The defendant received proper credit for the overcharge in this case, and this was all that he could reasonably demand. Withers v. Moore, supra.
It would be contrary to reason and a reproach to the administration of justice if for so slight a breach, if substantial breach it was, we should hold the defendant to be altogether discharged from further performance of this contract.
The parties may by their language make a term have the force and effect of a condition precedent, but there is no such expression in this contract.
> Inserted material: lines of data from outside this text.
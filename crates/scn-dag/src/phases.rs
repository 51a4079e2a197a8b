//! Phase dependency graphs.
//!
//! Within one scenario, phase timelines are linked by dependency edges
//! (predecessor -> successor). The graph must stay acyclic; the store checks
//! every change set against [`topological_order`] before committing it.

use std::collections::{HashMap, VecDeque};

use scn_types::PhaseTimelineId;

use crate::error::{DagError, DagResult};

/// Order timelines so every predecessor precedes its successors.
///
/// Kahn's algorithm. Ties are broken by the order of `nodes`, so the result
/// is deterministic. Fails with [`DagError::DependencyCycle`] listing the
/// timelines left unsorted (those on or behind a cycle).
pub fn topological_order(
    nodes: &[PhaseTimelineId],
    edges: &[(PhaseTimelineId, PhaseTimelineId)],
) -> DagResult<Vec<PhaseTimelineId>> {
    let position: HashMap<PhaseTimelineId, usize> =
        nodes.iter().enumerate().map(|(i, id)| (*id, i)).collect();

    let mut in_degree = vec![0usize; nodes.len()];
    let mut successors: Vec<Vec<usize>> = vec![Vec::new(); nodes.len()];
    for (pred, succ) in edges {
        if pred == succ {
            return Err(DagError::SelfDependency(*pred));
        }
        let p = *position.get(pred).ok_or(DagError::UnknownTimeline(*pred))?;
        let s = *position.get(succ).ok_or(DagError::UnknownTimeline(*succ))?;
        successors[p].push(s);
        in_degree[s] += 1;
    }

    let mut queue: VecDeque<usize> = (0..nodes.len()).filter(|&i| in_degree[i] == 0).collect();
    let mut order = Vec::with_capacity(nodes.len());
    while let Some(i) = queue.pop_front() {
        order.push(nodes[i]);
        for &s in &successors[i] {
            in_degree[s] -= 1;
            if in_degree[s] == 0 {
                queue.push_back(s);
            }
        }
    }

    if order.len() < nodes.len() {
        let stuck = (0..nodes.len())
            .filter(|&i| in_degree[i] > 0)
            .map(|i| nodes[i])
            .collect();
        return Err(DagError::DependencyCycle(stuck));
    }
    Ok(order)
}

/// Check that the dependency graph is a DAG.
pub fn check_acyclic(
    nodes: &[PhaseTimelineId],
    edges: &[(PhaseTimelineId, PhaseTimelineId)],
) -> DagResult<()> {
    topological_order(nodes, edges).map(|_| ())
}

#[cfg(test)]
mod tests {
    use super::*;
    use proptest::prelude::*;

    fn ids(n: usize) -> Vec<PhaseTimelineId> {
        (0..n).map(|_| PhaseTimelineId::new()).collect()
    }

    #[test]
    fn orders_chain() {
        let n = ids(3);
        let order = topological_order(&n, &[(n[1], n[2]), (n[0], n[1])]).unwrap();
        assert_eq!(order, n);
    }

    #[test]
    fn independent_nodes_keep_input_order() {
        let n = ids(4);
        let order = topological_order(&n, &[]).unwrap();
        assert_eq!(order, n);
    }

    #[test]
    fn diamond_is_acyclic() {
        let n = ids(4);
        let edges = [(n[0], n[1]), (n[0], n[2]), (n[1], n[3]), (n[2], n[3])];
        let order = topological_order(&n, &edges).unwrap();
        assert_eq!(order.first(), Some(&n[0]));
        assert_eq!(order.last(), Some(&n[3]));
    }

    #[test]
    fn cycle_reports_stuck_nodes() {
        let n = ids(4);
        let edges = [(n[0], n[1]), (n[1], n[2]), (n[2], n[1])];
        let err = check_acyclic(&n, &edges).unwrap_err();
        match err {
            DagError::DependencyCycle(stuck) => {
                assert!(stuck.contains(&n[1]));
                assert!(stuck.contains(&n[2]));
                assert!(!stuck.contains(&n[0]));
                assert!(!stuck.contains(&n[3]));
            }
            other => panic!("expected DependencyCycle, got {other:?}"),
        }
    }

    #[test]
    fn self_edge_rejected() {
        let n = ids(1);
        assert_eq!(
            check_acyclic(&n, &[(n[0], n[0])]),
            Err(DagError::SelfDependency(n[0]))
        );
    }

    #[test]
    fn unknown_node_rejected() {
        let n = ids(1);
        let ghost = PhaseTimelineId::new();
        assert_eq!(
            check_acyclic(&n, &[(n[0], ghost)]),
            Err(DagError::UnknownTimeline(ghost))
        );
    }

    proptest! {
        /// Edges that only point forward in a fixed numbering never form a cycle,
        /// and the produced order respects every edge.
        #[test]
        fn forward_edges_always_sort(pairs in prop::collection::vec((0usize..12, 0usize..12), 0..40)) {
            let n = ids(12);
            let edges: Vec<_> = pairs
                .into_iter()
                .filter(|(a, b)| a < b)
                .map(|(a, b)| (n[a], n[b]))
                .collect();
            let order = topological_order(&n, &edges).unwrap();
            let pos: HashMap<_, _> = order.iter().enumerate().map(|(i, id)| (*id, i)).collect();
            for (p, s) in &edges {
                prop_assert!(pos[p] < pos[s]);
            }
        }
    }
}
pub mod catalog;
pub mod filter;
pub mod models;

// 重新导出常用类型和函数，方便直接使用
pub use catalog::{Catalog, CatalogError};
pub use filter::{distinct_tags, distinct_years, filter_records, quick_tags, QUICK_TAG_LIMIT};
pub use models::{Song, SongQuery};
The determination of the other question, as to the deduction from the damages of the amount of the freight for carriage from Statesville to Goldsboro, it seems to us, must also and equally be against the defendant. It is perfectly evident what the parties meant by the stipulation as to freight, which was to be deducted from the invoices of actual shipments. “The price of flour was based on delivered shipments, including freight, the price per barrel. . . . Flour is all sold delivered; the seller pays the freight and it is deducted from the invoice,” said plaintiff’s witness. The defendant’s testimony does not contradict this statement, but rather tends to corroborate it. B. C. Thaxton said that “On the invoice sent they deducted the freight; they drew for the amount of the invoice, less the freight.” This meant nothing more or less than that when a shipment was made and the goods were actually transported, where there would be freight charged, the plaintiff should pay the freight to Goldsboro, and the amount should be taken from the total of the invoice. There would be no freight where there was no shipment, and, of course, no invoice to be deducted from. The reason plaintiff allowed this credit on the amount of the invoice was because it had already paid the freight through Statesville to Goldsboro, and the railroad company would refund to plaintiff the amount so paid for defendant under the “milling-in-transit” arrangement, which is well understood, and is fully explained in the evidence. Any other construction of the contract would plainly contravene the real intention of the parties, and might result in a sale of the flour below the market price.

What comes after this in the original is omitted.